The Truth of Me by Patricia MacLachlan
The dad is essentially useless, both as a character and a parent. And the mom? If you’re not talking about her music she can’t relate to you. These two fall squarely into the category of Folks Who Shouldn’t Have Had a Kid In the First Place.
The next category is . . .
Pretty Darn Bad
Africa is My Home: A Child of the Amistad by Monica Edinger
Technically it’s fiction. In this book I’m thinking particularly of Magulu’s father, who is directly responsible for her ending up a slave. Admittedly it was an extreme circumstance and he didn’t feel great about it. Still and all, ending up in the slave trade is NOT a good thing to inherit from your papa.
Ghoulish Song by William Alexander
We know they have their reasons. Sure they do. But acting like your kiddo is dead just because she misplaced her shadow? Geez, dudes. Nothing right about that one.
Soldier Dog by Sam Angus
Without giving anything away, when Stanley’s father does the unspeakable act that causes his son to run away from home to join the WWI front, you’re totally on Stanley’s side. Here we have a grief-stricken father, which explains his actions to some degree, but for at least half the book you aren’t seeing that. You’re just seeing his flaws. And they’re enormous.
Flora & Ulysses by Kate DiCamillo
The sin suggested in the Sam Angus book is mirrored in this one. When your mom is hellbent on killing your pet, that’s when you have to figure she’s got some problems of her own. And Mrs. Buckman hasn’t much in the way of redeemable qualities.
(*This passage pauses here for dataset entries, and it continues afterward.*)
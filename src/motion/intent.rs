//! Motion intent, direction and resolution types.

/// What the direction switches ask the motor to do.
#[derive(Debug, Clone, Copy, PartialEq, Eq, Default)]
#[cfg_attr(feature = "defmt", derive(defmt::Format))]
pub enum MotionIntent {
    /// No direction selected, or both selected at once.
    #[default]
    Stopped,
    /// Step right on each jog press.
    RotateRight,
    /// Step left on each jog press.
    RotateLeft,
}

impl MotionIntent {
    /// The direction to step in, or `None` when stopped.
    #[inline]
    pub const fn direction(self) -> Option<Direction> {
        match self {
            MotionIntent::Stopped => None,
            MotionIntent::RotateRight => Some(Direction::Right),
            MotionIntent::RotateLeft => Some(Direction::Left),
        }
    }

    /// Whether a jog press should move the motor.
    #[inline]
    pub const fn is_moving(self) -> bool {
        !matches!(self, MotionIntent::Stopped)
    }
}

/// Rotation direction of a single step.
///
/// Only the two moving intents map to a direction, so a step can never be
/// requested while stopped.
#[derive(Debug, Clone, Copy, PartialEq, Eq)]
#[cfg_attr(feature = "defmt", derive(defmt::Format))]
pub enum Direction {
    /// Right (clockwise when wired as on the reference board).
    Right,
    /// Left.
    Left,
}

impl Direction {
    /// All directions, in table order.
    pub const ALL: [Direction; 2] = [Direction::Right, Direction::Left];

    /// Table row for this direction.
    #[inline]
    pub(crate) const fn index(self) -> usize {
        match self {
            Direction::Right => 0,
            Direction::Left => 1,
        }
    }

    /// The opposite direction.
    #[inline]
    pub const fn reversed(self) -> Self {
        match self {
            Direction::Right => Direction::Left,
            Direction::Left => Direction::Right,
        }
    }
}

impl From<Direction> for MotionIntent {
    fn from(direction: Direction) -> Self {
        match direction {
            Direction::Right => MotionIntent::RotateRight,
            Direction::Left => MotionIntent::RotateLeft,
        }
    }
}

/// Step resolution selected by the mode switch.
#[derive(Debug, Clone, Copy, PartialEq, Eq)]
#[cfg_attr(feature = "defmt", derive(defmt::Format))]
pub enum Resolution {
    /// 4-phase cycle, two coils energized per phase.
    Full,
    /// 8-phase cycle alternating one and two energized coils.
    Half,
}

impl Resolution {
    /// All resolutions, in table order.
    pub const ALL: [Resolution; 2] = [Resolution::Full, Resolution::Half];

    /// Number of phases in one electrical cycle.
    #[inline]
    pub const fn phase_count(self) -> u8 {
        match self {
            Resolution::Full => 4,
            Resolution::Half => 8,
        }
    }

    /// Table column for this resolution.
    #[inline]
    pub(crate) const fn index(self) -> usize {
        match self {
            Resolution::Full => 0,
            Resolution::Half => 1,
        }
    }
}

/// Auxiliary half-turn request from the two half-turn switches.
///
/// Only shown on the display; a half-turn request never moves the motor.
#[derive(Debug, Clone, Copy, PartialEq, Eq, Default)]
#[cfg_attr(feature = "defmt", derive(defmt::Format))]
pub enum HalfTurn {
    /// Neither half-turn switch asserted.
    #[default]
    None,
    /// Half turn right requested.
    Right,
    /// Half turn left requested.
    Left,
}
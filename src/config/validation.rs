//! Configuration validation.

use crate::error::{ConfigError, Error, Result};

use super::display::{MAX_COLUMNS, MIN_COLUMNS};
use super::timing::Pacing;
use super::BoardConfig;

/// Validate a board configuration.
///
/// Checks:
/// - The display is wide enough for the fixed status messages
/// - The display is no wider than an HD44780 row
/// - The display has exactly two rows
/// - Tick pacing has a non-zero tick rate
pub fn validate_config(config: &BoardConfig) -> Result<()> {
    if config.display.columns < MIN_COLUMNS {
        return Err(Error::Config(ConfigError::DisplayTooNarrow {
            columns: config.display.columns,
            minimum: MIN_COLUMNS,
        }));
    }

    if config.display.columns > MAX_COLUMNS {
        return Err(Error::Config(ConfigError::DisplayTooWide {
            columns: config.display.columns,
            maximum: MAX_COLUMNS,
        }));
    }

    if config.display.rows != 2 {
        return Err(Error::Config(ConfigError::InvalidDisplayRows(
            config.display.rows,
        )));
    }

    if config.timing.pacing == Pacing::Tick && config.timing.tick_hz == 0 {
        return Err(Error::Config(ConfigError::InvalidTickRate(
            config.timing.tick_hz,
        )));
    }

    Ok(())
}
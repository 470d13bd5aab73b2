//! H-bridge coil driver.
//!
//! Generic over embedded-hal 1.0 output pins.

use embedded_hal::digital::{OutputPin, PinState};

use crate::error::{IoError, Result};
use crate::motion::CoilPattern;

use super::CoilOutput;

/// Drives the four H-bridge inputs IN1..IN4.
///
/// Generic over:
/// - `IN1`..`IN4`: H-bridge input pins (must implement `OutputPin`)
///
/// The last written pattern stays on the pins between steps, keeping the
/// motor energized with holding torque.
pub struct CoilDriver<IN1, IN2, IN3, IN4>
where
    IN1: OutputPin,
    IN2: OutputPin,
    IN3: OutputPin,
    IN4: OutputPin,
{
    /// H-bridge input pins.
    in1: IN1,
    in2: IN2,
    in3: IN3,
    in4: IN4,

    /// Whether pin logic is inverted.
    invert: bool,

    /// Last pattern written to the pins.
    current: Option<CoilPattern>,
}

impl<IN1, IN2, IN3, IN4> CoilDriver<IN1, IN2, IN3, IN4>
where
    IN1: OutputPin,
    IN2: OutputPin,
    IN3: OutputPin,
    IN4: OutputPin,
{
    /// Create a driver. Pins are left untouched until the first write.
    pub(crate) fn new(in1: IN1, in2: IN2, in3: IN3, in4: IN4, invert: bool) -> Self {
        Self {
            in1,
            in2,
            in3,
            in4,
            invert,
            current: None,
        }
    }

    /// Last pattern written, if any.
    #[inline]
    pub fn current(&self) -> Option<CoilPattern> {
        self.current
    }

    /// Whether pin logic is inverted.
    #[inline]
    pub fn is_inverted(&self) -> bool {
        self.invert
    }

    /// Drive every coil input to its de-energized level.
    pub fn de_energize(&mut self) -> Result<()> {
        self.write(CoilPattern::OFF)
    }

    /// Release the pins.
    pub fn release(self) -> (IN1, IN2, IN3, IN4) {
        (self.in1, self.in2, self.in3, self.in4)
    }

    fn level(&self, energized: bool) -> PinState {
        PinState::from(energized != self.invert)
    }
}

impl<IN1, IN2, IN3, IN4> CoilOutput for CoilDriver<IN1, IN2, IN3, IN4>
where
    IN1: OutputPin,
    IN2: OutputPin,
    IN3: OutputPin,
    IN4: OutputPin,
{
    fn write(&mut self, pattern: CoilPattern) -> Result<()> {
        let [a, b, c, d] = pattern.levels();
        let (a, b, c, d) = (self.level(a), self.level(b), self.level(c), self.level(d));

        // Any partial write leaves the bridge in an unknown state.
        self.current = None;

        self.in1.set_state(a).map_err(|_| IoError::CoilPin)?;
        self.in2.set_state(b).map_err(|_| IoError::CoilPin)?;
        self.in3.set_state(c).map_err(|_| IoError::CoilPin)?;
        self.in4.set_state(d).map_err(|_| IoError::CoilPin)?;

        self.current = Some(pattern);
        Ok(())
    }
}
//! Main cycle for stepper-jog.
//!
//! Each cycle samples the inputs, decodes intent and resolution, detects a
//! jog press, advances the sequencer on a press while moving, and renders
//! the status lines.

mod cycle;
mod machine;
mod tick;

pub use cycle::{CycleReport, JogController};
pub use machine::JogMachine;
pub use tick::TickFlag;
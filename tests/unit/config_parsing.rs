//! Unit tests for TOML configuration parsing.

use stepper_jog::config::{BoardConfig, Pacing, Polarity};

/// Test parsing a complete board description.
#[test]
fn test_parse_board_config() {
    let toml_str = r#"
[inputs]
direction = "active_low"
jog = "active_high"
half_turn = "active_high"
full_step = "active_low"

[outputs]
invert_coils = true

[display]
columns = 20
rows = 2

[timing]
pacing = "tick"
tick_hz = 40
"#;

    let config: BoardConfig = toml::from_str(toml_str).expect("Failed to parse TOML");

    assert_eq!(config.inputs.direction, Polarity::ActiveLow);
    assert_eq!(config.inputs.jog, Polarity::ActiveHigh);
    assert_eq!(config.inputs.half_turn, Polarity::ActiveHigh);
    assert_eq!(config.inputs.full_step, Polarity::ActiveLow);
    assert!(config.outputs.invert_coils);
    assert_eq!(config.display.columns, 20);
    assert_eq!(config.timing.pacing, Pacing::Tick);
    assert_eq!(config.timing.tick_period_us(), Some(25_000));
}

/// Test that missing sections fall back to the reference board.
#[test]
fn test_partial_config_uses_defaults() {
    let toml_str = r#"
[timing]
tick_hz = 100
"#;

    let config: BoardConfig = toml::from_str(toml_str).expect("Failed to parse TOML");

    assert_eq!(config.inputs, BoardConfig::default().inputs);
    assert_eq!(config.display.columns, 16);
    assert_eq!(config.display.rows, 2);
    assert_eq!(config.timing.pacing, Pacing::FreeRunning);
    assert_eq!(config.timing.tick_hz, 100);
}

/// Test that unknown pacing values are rejected during parsing.
#[test]
fn test_invalid_pacing_rejected() {
    let toml_str = r#"
[timing]
pacing = "sometimes"
"#;

    let result: Result<BoardConfig, _> = toml::from_str(toml_str);
    assert!(result.is_err(), "Should reject unknown pacing");
}
//! Builder pattern for CoilDriver.

use embedded_hal::digital::OutputPin;

use crate::config::{BoardConfig, OutputConfig};
use crate::error::{ConfigError, Error, Result};

use super::driver::CoilDriver;

/// Builder for creating CoilDriver instances.
pub struct CoilDriverBuilder<IN1, IN2, IN3, IN4>
where
    IN1: OutputPin,
    IN2: OutputPin,
    IN3: OutputPin,
    IN4: OutputPin,
{
    in1: Option<IN1>,
    in2: Option<IN2>,
    in3: Option<IN3>,
    in4: Option<IN4>,
    invert: bool,
}

impl<IN1, IN2, IN3, IN4> Default for CoilDriverBuilder<IN1, IN2, IN3, IN4>
where
    IN1: OutputPin,
    IN2: OutputPin,
    IN3: OutputPin,
    IN4: OutputPin,
{
    fn default() -> Self {
        Self::new()
    }
}

impl<IN1, IN2, IN3, IN4> CoilDriverBuilder<IN1, IN2, IN3, IN4>
where
    IN1: OutputPin,
    IN2: OutputPin,
    IN3: OutputPin,
    IN4: OutputPin,
{
    /// Create a new builder.
    pub fn new() -> Self {
        Self {
            in1: None,
            in2: None,
            in3: None,
            in4: None,
            invert: false,
        }
    }

    /// Set the IN1 pin.
    pub fn in1(mut self, pin: IN1) -> Self {
        self.in1 = Some(pin);
        self
    }

    /// Set the IN2 pin.
    pub fn in2(mut self, pin: IN2) -> Self {
        self.in2 = Some(pin);
        self
    }

    /// Set the IN3 pin.
    pub fn in3(mut self, pin: IN3) -> Self {
        self.in3 = Some(pin);
        self
    }

    /// Set the IN4 pin.
    pub fn in4(mut self, pin: IN4) -> Self {
        self.in4 = Some(pin);
        self
    }

    /// Set output inversion.
    pub fn invert(mut self, invert: bool) -> Self {
        self.invert = invert;
        self
    }

    /// Configure from an OutputConfig.
    pub fn from_output_config(mut self, config: &OutputConfig) -> Self {
        self.invert = config.invert_coils;
        self
    }

    /// Configure from a BoardConfig.
    pub fn from_config(self, config: &BoardConfig) -> Self {
        self.from_output_config(&config.outputs)
    }

    /// Build the CoilDriver.
    ///
    /// # Errors
    ///
    /// Returns an error if any of the four pins is missing.
    pub fn build(self) -> Result<CoilDriver<IN1, IN2, IN3, IN4>> {
        let in1 = self.in1.ok_or(Error::Config(ConfigError::MissingField("in1")))?;
        let in2 = self.in2.ok_or(Error::Config(ConfigError::MissingField("in2")))?;
        let in3 = self.in3.ok_or(Error::Config(ConfigError::MissingField("in3")))?;
        let in4 = self.in4.ok_or(Error::Config(ConfigError::MissingField("in4")))?;

        Ok(CoilDriver::new(in1, in2, in3, in4, self.invert))
    }
}

#[cfg(test)]
mod tests {
    use super::*;
    use core::convert::Infallible;

    struct NullPin;

    impl embedded_hal::digital::ErrorType for NullPin {
        type Error = Infallible;
    }

    impl OutputPin for NullPin {
        fn set_low(&mut self) -> core::result::Result<(), Self::Error> {
            Ok(())
        }

        fn set_high(&mut self) -> core::result::Result<(), Self::Error> {
            Ok(())
        }
    }

    #[test]
    fn test_build_requires_every_pin() {
        let result = CoilDriverBuilder::<NullPin, NullPin, NullPin, NullPin>::new()
            .in1(NullPin)
            .in2(NullPin)
            .in4(NullPin)
            .build();

        let err = match result {
            Err(e) => e,
            Ok(_) => panic!("builder accepted a missing pin"),
        };
        assert_eq!(err, Error::Config(ConfigError::MissingField("in3")));
    }

    #[test]
    fn test_build_from_config() {
        let config = BoardConfig {
            outputs: OutputConfig { invert_coils: true },
            ..BoardConfig::default()
        };

        let driver = CoilDriverBuilder::new()
            .in1(NullPin)
            .in2(NullPin)
            .in3(NullPin)
            .in4(NullPin)
            .from_config(&config)
            .build()
            .unwrap();

        assert!(driver.is_inverted());
        assert_eq!(driver.current(), None);
    }
}
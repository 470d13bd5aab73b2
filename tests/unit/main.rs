//! Unit test harness for stepper-jog.
//!
//! This module organizes unit tests for each component of the library.

mod config_parsing;
mod config_validation;
mod jog_properties;
mod sequencer_properties;
//! Logging shims.
//!
//! Forward to `defmt` when the `defmt` feature is enabled and compile to
//! nothing otherwise, so call sites never need their own `cfg` attributes.

#![allow(unused_macros)]

macro_rules! trace {
    ($s:literal $(, $x:expr)* $(,)?) => {
        {
            #[cfg(feature = "defmt")]
            ::defmt::trace!($s $(, $x)*);
            #[cfg(not(feature = "defmt"))]
            let _ = ($( & $x ),*);
        }
    };
}

macro_rules! debug {
    ($s:literal $(, $x:expr)* $(,)?) => {
        {
            #[cfg(feature = "defmt")]
            ::defmt::debug!($s $(, $x)*);
            #[cfg(not(feature = "defmt"))]
            let _ = ($( & $x ),*);
        }
    };
}

macro_rules! error {
    ($s:literal $(, $x:expr)* $(,)?) => {
        {
            #[cfg(feature = "defmt")]
            ::defmt::error!($s $(, $x)*);
            #[cfg(not(feature = "defmt"))]
            let _ = ($( & $x ),*);
        }
    };
}
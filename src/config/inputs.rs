//! Input polarity configuration.

use serde::Deserialize;

/// Electrical level at which an input counts as asserted.
#[derive(Debug, Clone, Copy, PartialEq, Eq, Default, Deserialize)]
#[serde(rename_all = "snake_case")]
#[cfg_attr(feature = "defmt", derive(defmt::Format))]
pub enum Polarity {
    /// Asserted when the pin reads low (switch to ground with pull-up).
    #[default]
    ActiveLow,
    /// Asserted when the pin reads high.
    ActiveHigh,
}

impl Polarity {
    /// Whether a sampled level counts as asserted.
    #[inline]
    pub const fn is_asserted(self, level: bool) -> bool {
        match self {
            Polarity::ActiveLow => !level,
            Polarity::ActiveHigh => level,
        }
    }

    /// The level an idle (released) input reads.
    #[inline]
    pub const fn idle_level(self) -> bool {
        match self {
            Polarity::ActiveLow => true,
            Polarity::ActiveHigh => false,
        }
    }
}

/// Polarity of every sampled input.
///
/// The defaults match the reference board: direction switches, jog button
/// and half-turn switches pull to ground, and the mode switch selects full
/// step when high.
#[derive(Debug, Clone, Copy, PartialEq, Eq, Deserialize)]
#[cfg_attr(feature = "defmt", derive(defmt::Format))]
pub struct InputConfig {
    /// Polarity of the two direction switches.
    #[serde(default)]
    pub direction: Polarity,

    /// Polarity of the jog button.
    #[serde(default)]
    pub jog: Polarity,

    /// Polarity of the two half-turn switches.
    #[serde(default)]
    pub half_turn: Polarity,

    /// Level at which the mode switch selects full step.
    #[serde(default = "default_full_step")]
    pub full_step: Polarity,
}

fn default_full_step() -> Polarity {
    Polarity::ActiveHigh
}

impl Default for InputConfig {
    fn default() -> Self {
        Self {
            direction: Polarity::ActiveLow,
            jog: Polarity::ActiveLow,
            half_turn: Polarity::ActiveLow,
            full_step: Polarity::ActiveHigh,
        }
    }
}
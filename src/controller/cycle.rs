//! One control cycle, without I/O.

use crate::config::{BoardConfig, InputConfig};
use crate::display::{render, DisplayText};
use crate::input::InputSample;
use crate::motion::{
    decode_half_turn, decode_sample, CoilPattern, HalfTurn, JogButton, JogEvent, MotionIntent,
    Resolution, StepSequencer,
};

/// Everything one cycle decided.
#[derive(Debug, Clone, Copy, PartialEq, Eq)]
#[cfg_attr(feature = "defmt", derive(defmt::Format))]
pub struct CycleReport {
    /// Decoded motion intent.
    pub intent: MotionIntent,
    /// Decoded step resolution.
    pub resolution: Resolution,
    /// Decoded half-turn request. Display only, never moves the motor.
    pub half_turn: HalfTurn,
    /// Jog button transition seen this cycle.
    pub jog: JogEvent,
    /// Pattern to write to the coils, present only when a step was taken.
    pub step: Option<CoilPattern>,
    /// Status lines for this cycle.
    pub display: DisplayText,
}

/// The jog state machine: sequencer plus jog edge memory.
///
/// Pure composition of decode, edge detection, sequencing and rendering.
/// [`JogMachine`](super::JogMachine) wires it to hardware.
///
/// # Example
///
/// ```rust
/// use stepper_jog::config::InputConfig;
/// use stepper_jog::controller::JogController;
/// use stepper_jog::input::InputSample;
///
/// let mut controller = JogController::new(InputConfig::default());
/// let idle = InputSample::idle(&InputConfig::default());
/// let right = InputSample { dir_right: false, ..idle };
///
/// assert!(controller.cycle(&right).step.is_none());
/// let report = controller.cycle(&InputSample { jog: false, ..right });
/// assert!(report.step.is_some());
/// ```
#[derive(Debug, Clone, PartialEq, Eq)]
pub struct JogController {
    inputs: InputConfig,
    sequencer: StepSequencer,
    jog: JogButton,
}

impl JogController {
    /// Create a controller at phase zero with the jog button released.
    pub const fn new(inputs: InputConfig) -> Self {
        Self {
            inputs,
            sequencer: StepSequencer::new(),
            jog: JogButton::new(inputs.jog),
        }
    }

    /// Create a controller from a board configuration.
    pub fn from_config(config: &BoardConfig) -> Self {
        Self::new(config.inputs)
    }

    /// Run one cycle on a sample.
    ///
    /// The jog edge memory is updated on every cycle, including stopped
    /// ones, so releasing the button while stopped never produces a step
    /// later. At most one step is taken per cycle.
    pub fn cycle(&mut self, sample: &InputSample) -> CycleReport {
        let (intent, resolution) = decode_sample(sample, &self.inputs);
        let half_turn = decode_half_turn(
            sample.half_turn_right,
            sample.half_turn_left,
            self.inputs.half_turn,
        );
        let jog = self.jog.sample(sample.jog);

        let step = match (jog, intent.direction()) {
            (JogEvent::Pressed, Some(direction)) => {
                Some(self.sequencer.advance(direction, resolution))
            }
            (JogEvent::Pressed, None) => {
                debug!("jog press ignored, motor stopped");
                None
            }
            _ => None,
        };

        CycleReport {
            intent,
            resolution,
            half_turn,
            jog,
            step,
            display: render(resolution, intent, half_turn),
        }
    }

    /// The step sequencer.
    #[inline]
    pub fn sequencer(&self) -> &StepSequencer {
        &self.sequencer
    }

    /// The jog button edge memory.
    #[inline]
    pub fn jog(&self) -> &JogButton {
        &self.jog
    }

    /// Input polarities in use.
    #[inline]
    pub fn inputs(&self) -> &InputConfig {
        &self.inputs
    }

    /// Back to the startup state: phase zero everywhere, button released.
    pub fn reset(&mut self) {
        self.sequencer.reset();
        self.jog.reset();
    }
}

impl Default for JogController {
    fn default() -> Self {
        Self::new(InputConfig::default())
    }
}
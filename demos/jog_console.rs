//! Jog control example.
//!
//! Drives the full cycle with scripted switch levels and prints what the
//! coils and the display would show. Pins are plain in-memory stand-ins
//! built on embedded-hal traits.
//!
//! Run with: `cargo run --example jog_console`

use std::cell::Cell;
use std::rc::Rc;

use stepper_jog::{
    BoardConfig, CoilDriverBuilder, DisplayText, InputSample, InputSampler, JogMachine, Result,
    TextDisplay,
};

/// Output pin that remembers its level.
#[derive(Clone, Default)]
struct MockPin(Rc<Cell<bool>>);

impl embedded_hal::digital::ErrorType for MockPin {
    type Error = core::convert::Infallible;
}

impl embedded_hal::digital::OutputPin for MockPin {
    fn set_low(&mut self) -> core::result::Result<(), Self::Error> {
        self.0.set(false);
        Ok(())
    }

    fn set_high(&mut self) -> core::result::Result<(), Self::Error> {
        self.0.set(true);
        Ok(())
    }
}

/// Replays a fixed list of switch positions, then stops the motor.
struct Script {
    samples: Vec<InputSample>,
    next: usize,
    idle: InputSample,
}

impl InputSampler for Script {
    fn sample(&mut self) -> Result<InputSample> {
        let sample = self.samples.get(self.next).copied().unwrap_or(self.idle);
        self.next += 1;
        Ok(sample)
    }
}

/// Prints each frame as the 16x2 panel would show it.
struct Console;

impl TextDisplay for Console {
    fn show(&mut self, text: &DisplayText) -> Result<()> {
        println!("  +----------------+");
        for line in text.lines() {
            println!("  |{:<16}|", line);
        }
        println!("  +----------------+");
        Ok(())
    }
}

fn main() -> Result<()> {
    println!("=== Jog Control Example ===\n");

    let config = BoardConfig::default();
    let idle = InputSample::idle(&config.inputs);

    // Full step right: press three times, holding the second press.
    let right = InputSample {
        mode: true,
        dir_right: false,
        ..idle
    };
    let pressed = InputSample { jog: false, ..right };
    // Half step left with a half-turn request showing on the display.
    let left_half = InputSample {
        dir_left: false,
        half_turn_left: false,
        ..idle
    };

    let samples = vec![
        right,
        pressed,
        right,
        pressed,
        pressed,
        pressed,
        right,
        pressed,
        left_half,
        InputSample { jog: false, ..left_half },
        idle,
    ];
    let cycles = samples.len();

    let pins: [MockPin; 4] = Default::default();
    let coils = CoilDriverBuilder::new()
        .in1(pins[0].clone())
        .in2(pins[1].clone())
        .in3(pins[2].clone())
        .in4(pins[3].clone())
        .from_config(&config)
        .build()?;

    let script = Script {
        samples,
        next: 0,
        idle,
    };
    let mut machine = JogMachine::new(script, coils, Console, &config);

    for cycle in 0..cycles {
        println!("cycle {}:", cycle);
        let report = machine.poll()?;

        let levels: String = pins
            .iter()
            .map(|p| if p.0.get() { '1' } else { '0' })
            .collect();
        match report.step {
            Some(_) => println!("  step taken, IN1..IN4 = {}", levels),
            None => println!("  no step, IN1..IN4 hold {}", levels),
        }
    }

    println!("\n=== Example Complete ===");
    Ok(())
}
I might even come close to putting her in the category of . . .
Bad As They Get
Mountain Dog by Margarita Engle
When your mom is arrested for participating in an illegal dog fighting ring, that’s bad. But disappointing your offspring continually after that? Let’s give this mom a hand. She’s pretty terrible.
And the winner, of WORST parents of 2013 are . . .
After Iris by Natasha Farrant
Admittedly it’s hard to compete with selling your kids into slavery or going to jail for illegal activity, but the Gadsbys have their own unique flaws.
Now bear in mind that when I say this I do so knowing full well that Mr. and Mrs. Gadsby do not beat or hit or really even yell at their kids. Instead, they abandon them with a frequency that made even the smallest hairs on the back of my neck stand on end. These self-absorbed, greedy, tunnel vision parents have their reasons for acting the way they do. Well . . . Mrs. Gadsby thinks she does anyway. Having lost a child three years earlier she stays away from her family because it’s too hard to cope. Well boo-hoo to you, madam. When even your rebellious teenage daughter is desperate for your presence, you know you’re doing something wrong. Mr. Gadsby, in sharp contrast, is a cad. His seeming turnaround at the end of the book did not fool me one bit. He’s a horror show of a parent. The Gadsby children are better off without him. There. I said it.
Now you let off some steam. Worst parents in children’s novels of 2013 . . . GO!